Les ravages de la pornographie sur les enfants
Selon une enquête publiée le 11 avril dernier par OpinionWay, 62 % des jeunes interrogés déclarent avoir vu leurs premières scènes pornographiques avant 15 ans, dont 20 % entre 11 et 12 ans, et même 11 % avant 11 ans. Plus de la moitié d’entre eux affirment en avoir été « choqués ». Et, contrairement aux idées reçues, visionner ces images n’est pas toujours un choix. Selon un sondage Ifop réalisé en 2017, plus de 50 % des adolescents étant tombés sur ces contenus ne l’avaient pas cherché. Autrement dit, ils ont été victimes d’images intempestives, apparaissant le plus souvent sous la forme de « pop-up » destinés à attirer des clics.
Si l’impact de ces images sur les adolescents fait débat, leurs conséquences sur les enfants font, en revanche, consensus : « Être confronté à de telles images avant que la sexualité soit présente psychiquement peut créer des troubles (anxiété, troubles du sommeil), sur le moment ou plus tard, car les enfants en ressentent de la culpabilité », analyse la psychologue Marion Haza, experte auprès de l’Observatoire de la parentalité et de l’éducation numérique. D’autant plus que, dans leur course aux clics, les sites pornos proposent de plus en plus de contenus « trash », véhiculant des stéréotypes que les jeunes sont tentés de reproduire.
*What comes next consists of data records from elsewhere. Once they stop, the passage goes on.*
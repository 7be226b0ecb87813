//! Unit conversion for climate fields.
//!
//! A handful of model conventions are special-cased (fractions, millibars,
//! geopotential meters, unlabeled SST/ICEFRAC). Everything else goes through
//! [`UnitRegistry`], which maps each known unit to a physical dimension and an
//! affine transform to SI. Converting between two units of the same dimension
//! is then a single `value * coefficient + offset`.

use std::collections::HashMap;

use diags_common::{DiagsError, DiagsResult, Field};
use once_cell::sync::Lazy;
use thiserror::Error;
use tracing::debug;

/// Standard gravity used by the model output for geopotential height.
const GRAVITY: f64 = 9.8;

/// Targets treated as numerically identical to millibars.
const MILLIBAR_EQUIVALENTS: &[&str] = &["mb", "mbar", "millibar", "millibars", "hPa"];

/// Physical dimension of a registered unit.
#[derive(Debug, Clone, Copy, PartialEq, Eq, Hash)]
pub enum Dimension {
    Temperature,
    Pressure,
    Length,
    Speed,
    MassFlux,
    EnergyFlux,
    MixingRatio,
    Time,
    Dimensionless,
}

/// A registered unit: `si_value = value * scale + offset`.
#[derive(Debug, Clone, Copy)]
pub struct UnitInfo {
    pub dimension: Dimension,
    pub scale: f64,
    pub offset: f64,
}

impl UnitInfo {
    const fn new(dimension: Dimension, scale: f64) -> Self {
        Self {
            dimension,
            scale,
            offset: 0.0,
        }
    }

    const fn affine(dimension: Dimension, scale: f64, offset: f64) -> Self {
        Self {
            dimension,
            scale,
            offset,
        }
    }
}

/// Errors from the generic conversion path.
#[derive(Debug, Clone, PartialEq, Error)]
pub enum ConversionError {
    #[error("unknown unit '{0}'")]
    UnknownUnit(String),

    #[error("incompatible dimensions ({from:?} vs {to:?})")]
    IncompatibleDimensions { from: Dimension, to: Dimension },
}

const SECONDS_PER_DAY: f64 = 86_400.0;

static REGISTRY: Lazy<HashMap<&'static str, UnitInfo>> = Lazy::new(|| {
    use Dimension::*;

    let mut map = HashMap::new();
    let mut register = |symbols: &[&'static str], info: UnitInfo| {
        for symbol in symbols {
            map.insert(*symbol, info);
        }
    };

    let fahrenheit_scale = 5.0 / 9.0;
    // Temperature
    register(&["K", "kelvin", "degK"], UnitInfo::new(Temperature, 1.0));
    register(
        &["degC", "C", "deg_C", "celsius", "degrees_C"],
        UnitInfo::affine(Temperature, 1.0, 273.15),
    );
    register(
        &["degF", "F", "fahrenheit"],
        UnitInfo::affine(Temperature, fahrenheit_scale, 273.15 - 32.0 * fahrenheit_scale),
    );
    // Pressure and surface stress
    register(&["Pa", "N/m2", "N/m^2", "N m-2"], UnitInfo::new(Pressure, 1.0));
    register(&["hPa", "mb", "mbar", "millibar", "millibars"], UnitInfo::new(Pressure, 100.0));
    register(&["kPa"], UnitInfo::new(Pressure, 1_000.0));
    register(&["atm"], UnitInfo::new(Pressure, 101_325.0));
    // Length
    register(&["m", "meter", "meters"], UnitInfo::new(Length, 1.0));
    register(&["km"], UnitInfo::new(Length, 1_000.0));
    register(&["hm", "hectometer"], UnitInfo::new(Length, 100.0));
    register(&["dam", "decameter"], UnitInfo::new(Length, 10.0));
    register(&["cm"], UnitInfo::new(Length, 0.01));
    register(&["mm"], UnitInfo::new(Length, 0.001));
    // Speed, including precipitation depth rates
    register(&["m/s", "m s-1", "m s^-1"], UnitInfo::new(Speed, 1.0));
    register(&["km/h", "km h-1"], UnitInfo::new(Speed, 1.0 / 3.6));
    register(&["knots", "kt", "kts"], UnitInfo::new(Speed, 1_852.0 / 3_600.0));
    register(&["mm/s", "mm s-1"], UnitInfo::new(Speed, 1e-3));
    register(
        &["mm/day", "mm/d", "mm day-1", "mm d-1"],
        UnitInfo::new(Speed, 1e-3 / SECONDS_PER_DAY),
    );
    // Mass flux
    register(&["kg/m2/s", "kg m-2 s-1", "kg/m^2/s"], UnitInfo::new(MassFlux, 1.0));
    register(&["g/m2/s", "g m-2 s-1"], UnitInfo::new(MassFlux, 1e-3));
    // Energy flux
    register(&["W/m2", "W m-2", "W/m^2"], UnitInfo::new(EnergyFlux, 1.0));
    // Mixing ratio
    register(&["kg/kg", "kg kg-1"], UnitInfo::new(MixingRatio, 1.0));
    register(&["g/kg", "g kg-1"], UnitInfo::new(MixingRatio, 1e-3));
    // Time
    register(&["s", "sec", "seconds"], UnitInfo::new(Time, 1.0));
    register(&["min", "minutes"], UnitInfo::new(Time, 60.0));
    register(&["h", "hr", "hour", "hours"], UnitInfo::new(Time, 3_600.0));
    register(&["day", "days", "d"], UnitInfo::new(Time, SECONDS_PER_DAY));
    // Dimensionless
    register(&["1", "fraction", "unitless"], UnitInfo::new(Dimensionless, 1.0));
    register(&["%", "percent"], UnitInfo::new(Dimensionless, 0.01));

    map
});

/// Lookup table of known units.
pub struct UnitRegistry;

impl UnitRegistry {
    /// Find a unit by symbol (surrounding whitespace ignored).
    pub fn get(symbol: &str) -> Option<UnitInfo> {
        REGISTRY.get(symbol.trim()).copied()
    }

    pub fn is_known(symbol: &str) -> bool {
        Self::get(symbol).is_some()
    }
}

/// An affine map between two units: `to = from * coefficient + offset`.
#[derive(Debug, Clone, Copy, PartialEq)]
pub struct LinearConversion {
    pub coefficient: f64,
    pub offset: f64,
}

impl LinearConversion {
    pub const IDENTITY: Self = Self {
        coefficient: 1.0,
        offset: 0.0,
    };

    /// Derive the conversion from `from` to `to`.
    pub fn how(from: &str, to: &str) -> Result<Self, ConversionError> {
        if from.trim() == to.trim() {
            return Ok(Self::IDENTITY);
        }

        let src = UnitRegistry::get(from)
            .ok_or_else(|| ConversionError::UnknownUnit(from.to_string()))?;
        let dst =
            UnitRegistry::get(to).ok_or_else(|| ConversionError::UnknownUnit(to.to_string()))?;

        if src.dimension != dst.dimension {
            return Err(ConversionError::IncompatibleDimensions {
                from: src.dimension,
                to: dst.dimension,
            });
        }

        Ok(Self {
            coefficient: src.scale / dst.scale,
            offset: (src.offset - dst.offset) / dst.scale,
        })
    }

    pub fn apply(&self, value: f64) -> f64 {
        value * self.coefficient + self.offset
    }
}

/// True when relabelling millibars as `target` needs no rescaling.
pub fn is_millibar_equivalent(target: &str) -> bool {
    MILLIBAR_EQUIVALENTS.contains(&target.trim())
}

/// Convert a field to `target_units`, returning a new field.
///
/// Rules are checked in order:
/// 1. unlabeled `SST`: relabel only
/// 2. unlabeled `ICEFRAC`: scale by 100
/// 3. `fraction`: scale by 100
/// 4. `mb` to a millibar-equivalent target: relabel only
/// 5. `gpm`: divide by 9.8 * 100 (geopotential meters to hectometers)
/// 6. anything else: generic registry conversion
pub fn convert_units(field: &Field, target_units: &str) -> DiagsResult<Field> {
    let conversion_error = |from: &str, reason: String| DiagsError::UnitConversion {
        from: from.to_string(),
        to: target_units.to_string(),
        reason,
    };

    let converted = match field.units() {
        None if field.id() == "SST" => field.clone(),
        None if field.id() == "ICEFRAC" => field.map_values(|v| 100.0 * v),
        None => {
            return Err(conversion_error(
                "<none>",
                format!("'{}' has no units attribute", field.id()),
            ))
        }
        Some("fraction") => field.map_values(|v| 100.0 * v),
        Some("mb") if is_millibar_equivalent(target_units) => field.clone(),
        Some("gpm") => field.map_values(|v| v / (GRAVITY * 100.0)),
        Some(units) => {
            let conversion = LinearConversion::how(units, target_units)
                .map_err(|e| conversion_error(units, e.to_string()))?;
            debug!(
                field = field.id(),
                from = units,
                to = target_units,
                coefficient = conversion.coefficient,
                offset = conversion.offset,
                "Converting units"
            );
            field.map_values(|v| conversion.apply(v))
        }
    };

    Ok(converted.with_units(target_units))
}

#[cfg(test)]
mod tests {
    use super::*;

    fn approx(a: f64, b: f64) -> bool {
        (a - b).abs() <= 1e-9 * b.abs().max(1.0)
    }

    #[test]
    fn test_how_celsius_to_kelvin() {
        let c = LinearConversion::how("degC", "K").unwrap();
        assert!(approx(c.apply(0.0), 273.15));
        assert!(approx(c.apply(-273.15), 0.0));
    }

    #[test]
    fn test_how_fahrenheit_to_celsius() {
        let c = LinearConversion::how("degF", "degC").unwrap();
        assert!(approx(c.apply(32.0), 0.0));
        assert!(approx(c.apply(212.0), 100.0));
    }

    #[test]
    fn test_how_precip_rate() {
        let c = LinearConversion::how("m/s", "mm/day").unwrap();
        assert!(approx(c.coefficient, 86_400_000.0));
        assert_eq!(c.offset, 0.0);
    }

    #[test]
    fn test_how_identity_for_unknown_same_unit() {
        assert_eq!(
            LinearConversion::how("furlong", "furlong").unwrap(),
            LinearConversion::IDENTITY
        );
    }

    #[test]
    fn test_how_errors() {
        assert!(matches!(
            LinearConversion::how("furlong", "m"),
            Err(ConversionError::UnknownUnit(_))
        ));
        assert!(matches!(
            LinearConversion::how("K", "Pa"),
            Err(ConversionError::IncompatibleDimensions { .. })
        ));
    }

    #[test]
    fn test_millibar_equivalents() {
        assert!(is_millibar_equivalent("hPa"));
        assert!(is_millibar_equivalent(" mb "));
        assert!(!is_millibar_equivalent("Pa"));
    }
}
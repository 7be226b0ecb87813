//! Renderer lookup by backend and set name.
//!
//! Each diagnostic set registers one renderer per kind of input it accepts.
//! The runner asks the registry for the set named in its job and hands the
//! renderer the prepared inputs.

use std::collections::BTreeMap;
use std::fmt;

use diags_common::{DiagsError, DiagsResult, Field, MetricsDict};
use renderer::AnomalyPair;
use serde::{Deserialize, Serialize};
use tracing::debug;

use crate::enso;
use crate::outcome::PlotOutcome;
use crate::parameter::{PlotParameters, SUPPORTED_BACKENDS};
use crate::zonal_mean;

/// The shape of data a renderer consumes.
#[derive(Debug, Clone, Copy, PartialEq, Eq, PartialOrd, Ord, Hash, Serialize, Deserialize)]
#[serde(rename_all = "snake_case")]
pub enum InputKind {
    Map,
    Scatter,
    Line,
}

impl fmt::Display for InputKind {
    fn fmt(&self, f: &mut fmt::Formatter<'_>) -> fmt::Result {
        let name = match self {
            Self::Map => "map",
            Self::Scatter => "scatter",
            Self::Line => "line",
        };
        f.write_str(name)
    }
}

/// Test, reference and difference maps with their statistics.
#[derive(Debug, Clone)]
pub struct MapInputs {
    pub test: Field,
    pub reference: Field,
    pub diff: Field,
    pub metrics: MetricsDict,
    pub test_conf: Option<Field>,
    pub ref_conf: Option<Field>,
}

/// Prepared data for one figure.
#[derive(Debug, Clone)]
pub enum SetInputs {
    Map(Box<MapInputs>),
    Scatter { x: AnomalyPair, y: AnomalyPair },
    Line { test: Field, reference: Field },
}

impl SetInputs {
    pub fn kind(&self) -> InputKind {
        match self {
            Self::Map(_) => InputKind::Map,
            Self::Scatter { .. } => InputKind::Scatter,
            Self::Line { .. } => InputKind::Line,
        }
    }
}

/// Draws and saves the figure of one diagnostic set.
pub trait DiagnosticRenderer: Send + Sync {
    fn set_name(&self) -> &str;

    fn input_kind(&self) -> InputKind;

    /// Render `inputs`; they must be of [`Self::input_kind`].
    fn render(&self, inputs: &SetInputs, params: &PlotParameters) -> DiagsResult<PlotOutcome>;
}

fn wrong_inputs(renderer: &dyn DiagnosticRenderer, inputs: &SetInputs) -> DiagsError {
    DiagsError::invalid_parameter(
        "inputs",
        format!(
            "{} {} renderer cannot draw {} inputs",
            renderer.set_name(),
            renderer.input_kind(),
            inputs.kind()
        ),
    )
}

pub struct EnsoMapRenderer;

impl DiagnosticRenderer for EnsoMapRenderer {
    fn set_name(&self) -> &str {
        enso::SET_NAME
    }

    fn input_kind(&self) -> InputKind {
        InputKind::Map
    }

    fn render(&self, inputs: &SetInputs, params: &PlotParameters) -> DiagsResult<PlotOutcome> {
        let SetInputs::Map(map) = inputs else {
            return Err(wrong_inputs(self, inputs));
        };
        enso::plot_map(
            &map.reference,
            &map.test,
            &map.diff,
            &map.metrics,
            map.ref_conf.as_ref(),
            map.test_conf.as_ref(),
            params,
        )
    }
}

pub struct EnsoScatterRenderer;

impl DiagnosticRenderer for EnsoScatterRenderer {
    fn set_name(&self) -> &str {
        enso::SET_NAME
    }

    fn input_kind(&self) -> InputKind {
        InputKind::Scatter
    }

    fn render(&self, inputs: &SetInputs, params: &PlotParameters) -> DiagsResult<PlotOutcome> {
        match inputs {
            SetInputs::Scatter { x, y } => enso::plot_scatter(x, y, params),
            _ => Err(wrong_inputs(self, inputs)),
        }
    }
}

pub struct ZonalMeanRenderer;

impl DiagnosticRenderer for ZonalMeanRenderer {
    fn set_name(&self) -> &str {
        zonal_mean::SET_NAME
    }

    fn input_kind(&self) -> InputKind {
        InputKind::Line
    }

    fn render(&self, inputs: &SetInputs, params: &PlotParameters) -> DiagsResult<PlotOutcome> {
        match inputs {
            SetInputs::Line { test, reference } => {
                zonal_mean::plot_zonal_mean(test, reference, params)
            }
            _ => Err(wrong_inputs(self, inputs)),
        }
    }
}

/// Renderers registered under one set name, keyed by input kind.
#[derive(Default)]
pub struct RendererSet {
    renderers: BTreeMap<InputKind, Box<dyn DiagnosticRenderer>>,
}

impl RendererSet {
    pub fn for_kind(&self, kind: InputKind) -> DiagsResult<&dyn DiagnosticRenderer> {
        self.renderers.get(&kind).map(|r| r.as_ref()).ok_or_else(|| {
            let message = format!("no {} renderer registered for this set", kind);
            DiagsError::invalid_parameter("inputs", message)
        })
    }

    pub fn kinds(&self) -> impl Iterator<Item = InputKind> + '_ {
        self.renderers.keys().copied()
    }
}

/// Registry of diagnostic renderers by set name.
#[derive(Default)]
pub struct RendererRegistry {
    sets: BTreeMap<String, RendererSet>,
}

impl RendererRegistry {
    /// Create a new empty registry
    pub fn new() -> Self {
        Self::default()
    }

    /// Registry with the built-in sets: `enso_diags` (map and scatter) and
    /// `zonal_mean_xy` (line).
    pub fn with_defaults() -> Self {
        let mut registry = Self::new();
        registry.register(Box::new(EnsoMapRenderer));
        registry.register(Box::new(EnsoScatterRenderer));
        registry.register(Box::new(ZonalMeanRenderer));
        registry
    }

    /// Add a renderer, replacing any with the same set name and input kind.
    pub fn register(&mut self, renderer: Box<dyn DiagnosticRenderer>) {
        let set = self.sets.entry(renderer.set_name().to_string()).or_default();
        debug!(set = renderer.set_name(), kind = %renderer.input_kind(), "Registered renderer");
        set.renderers.insert(renderer.input_kind(), renderer);
    }

    pub fn set_names(&self) -> impl Iterator<Item = &str> {
        self.sets.keys().map(String::as_str)
    }

    /// Renderers for `set_name` under `backend`.
    pub fn dispatch(&self, backend: &str, set_name: &str) -> DiagsResult<&RendererSet> {
        if !SUPPORTED_BACKENDS.contains(&backend) {
            return Err(DiagsError::UnsupportedBackend(backend.to_string()));
        }
        self.sets
            .get(set_name)
            .ok_or_else(|| DiagsError::UnknownSet(set_name.to_string()))
    }

    /// Dispatch on `params.backend` and `set_name`, then render `inputs`.
    pub fn render(
        &self,
        set_name: &str,
        inputs: &SetInputs,
        params: &PlotParameters,
    ) -> DiagsResult<PlotOutcome> {
        let renderer = self.dispatch(&params.backend, set_name)?.for_kind(inputs.kind())?;
        renderer.render(inputs, params)
    }
}
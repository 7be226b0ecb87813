//! Tests for renderer dispatch through the registry.

use std::sync::atomic::{AtomicUsize, Ordering};
use std::sync::Arc;

use diagnostics::{
    DiagnosticRenderer, InputKind, MapInputs, PlotOutcome, PlotParameters, PlotSummary,
    RendererRegistry, SetInputs,
};
use diags_common::{Axis, DiagsError, DiagsResult, Field, MetricsDict};
use field_transform::difference;
use test_utils::{create_two_by_two_field, offset_field, temp_results_dir};

// ============================================================================
// Helper functions
// ============================================================================

fn params(results_dir: &std::path::Path) -> PlotParameters {
    PlotParameters {
        dpi: 25.0,
        results_dir: results_dir.to_path_buf(),
        case_id: "case".into(),
        output_file: "figure".into(),
        ..Default::default()
    }
}

fn map_inputs() -> SetInputs {
    let test = create_two_by_two_field("TS", "K", [250.0, 260.0, 270.0, 280.0]);
    let reference = offset_field(&test, 2.0);
    let diff = difference(&test, &reference).unwrap();
    let metrics = MetricsDict::compute(&test, &reference, &diff).unwrap();
    SetInputs::Map(Box::new(MapInputs {
        test,
        reference,
        diff,
        metrics,
        test_conf: None,
        ref_conf: None,
    }))
}

fn zonal(id: &str, values: Vec<f64>) -> Field {
    Field::series(id, Axis::latitude(vec![-60.0, -20.0, 20.0, 60.0]), values)
        .unwrap()
        .with_units("K")
}

struct CountingRenderer {
    calls: Arc<AtomicUsize>,
}

impl DiagnosticRenderer for CountingRenderer {
    fn set_name(&self) -> &str {
        "enso_diags"
    }

    fn input_kind(&self) -> InputKind {
        InputKind::Map
    }

    fn render(&self, _inputs: &SetInputs, _params: &PlotParameters) -> DiagsResult<PlotOutcome> {
        self.calls.fetch_add(1, Ordering::SeqCst);
        Ok(PlotOutcome::Skipped {
            reason: "counting".into(),
        })
    }
}

// ============================================================================
// Dispatch
// ============================================================================

#[test]
fn test_render_map_through_registry() {
    let tmp = temp_results_dir();
    let registry = RendererRegistry::with_defaults();
    let outcome = registry.render("enso_diags", &map_inputs(), &params(tmp.path())).unwrap();
    assert!(outcome.is_saved());
    assert!(tmp.path().join("enso_diags/case/figure.png").is_file());
}

#[test]
fn test_render_zonal_mean_line() {
    let tmp = temp_results_dir();
    let registry = RendererRegistry::with_defaults();
    let inputs = SetInputs::Line {
        test: zonal("TS", vec![262.0, 290.0, 291.0, 258.0]),
        reference: zonal("TS", vec![260.0, 292.0, 293.0, 255.0]),
    };

    let outcome = registry.render("zonal_mean_xy", &inputs, &params(tmp.path())).unwrap();
    let saved = outcome.saved().unwrap();
    assert!(saved.paths[0].ends_with("zonal_mean_xy/case/figure.png"));
    let PlotSummary::Line(summary) = &saved.summary else {
        panic!("expected a line summary");
    };
    assert_eq!(summary.ylim, (255.0, 293.0));
    assert_eq!(summary.legend, vec!["Reference", "Test"]);
}

#[test]
fn test_unsupported_backend_is_an_error_at_dispatch() {
    let tmp = temp_results_dir();
    let mut params = params(tmp.path());
    params.backend = "vcs".into();
    let registry = RendererRegistry::with_defaults();
    let err = registry.render("enso_diags", &map_inputs(), &params).unwrap_err();
    assert!(matches!(err, DiagsError::UnsupportedBackend(ref b) if b == "vcs"));
}

#[test]
fn test_inputs_without_renderer() {
    let tmp = temp_results_dir();
    let registry = RendererRegistry::with_defaults();
    let err = registry
        .render("zonal_mean_xy", &map_inputs(), &params(tmp.path()))
        .unwrap_err();
    assert!(matches!(err, DiagsError::InvalidParameter { .. }));
}

#[test]
fn test_register_replaces_existing_renderer() {
    let tmp = temp_results_dir();
    let calls = Arc::new(AtomicUsize::new(0));
    let mut registry = RendererRegistry::with_defaults();
    registry.register(Box::new(CountingRenderer { calls: calls.clone() }));

    let outcome = registry.render("enso_diags", &map_inputs(), &params(tmp.path())).unwrap();
    assert!(!outcome.is_saved());
    assert_eq!(calls.load(Ordering::SeqCst), 1);
    // the scatter renderer is untouched
    let enso = registry.dispatch("cartopy", "enso_diags").unwrap();
    assert_eq!(enso.kinds().count(), 2);
}

#[test]
fn test_outcome_serializes_with_status() {
    let outcome = PlotOutcome::Skipped {
        reason: "backend 'vcs' is not supported".into(),
    };
    let json = serde_json::to_value(&outcome).unwrap();
    assert_eq!(json["status"], "skipped");
}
Avec BalanceTonSite, Ennocence crée sa propre liste noire
En pratique, il suffit d’entrer l’URL du site où est apparue la publicité et celui de la publicité en question. Il est également possible, sur BalanceTonSite, de joindre une capture d’écran du contenu que l’on juge offensant. De fait, ce portail vient « mettre en pratique le projet du gouvernement de constituer une liste noire des sites de streaming illégaux », assure Ennocence. Encore faut-il « permettre à la justice de se doter de moyens significativement plus puissants pour éradiquer ce fléau de manière efficace », afin que « le ministère public soit officiellement chargé des poursuites contre les sites exposant à des contenus dangereux ».
Décidée à ne pas attendre, Ennocence a déjà entamé plusieurs actions en justice. Le site Carpe Diem a ainsi accepté l’ajout d’un filtre pour les mineurs et la suppression du site litigieux. Depuis le début de l’année, l’association cible aussi les régies publicitaires, hébergeurs, moteurs de recherche et annonceurs : l’un d’entre eux a accepté de retirer son contenu dès réception de la lettre de mise en demeure. Si ces réussites isolées démontrent qu’il est possible de lutter contre l’exposition à la pornographie, elles devraient également inciter les pouvoirs publics à agir.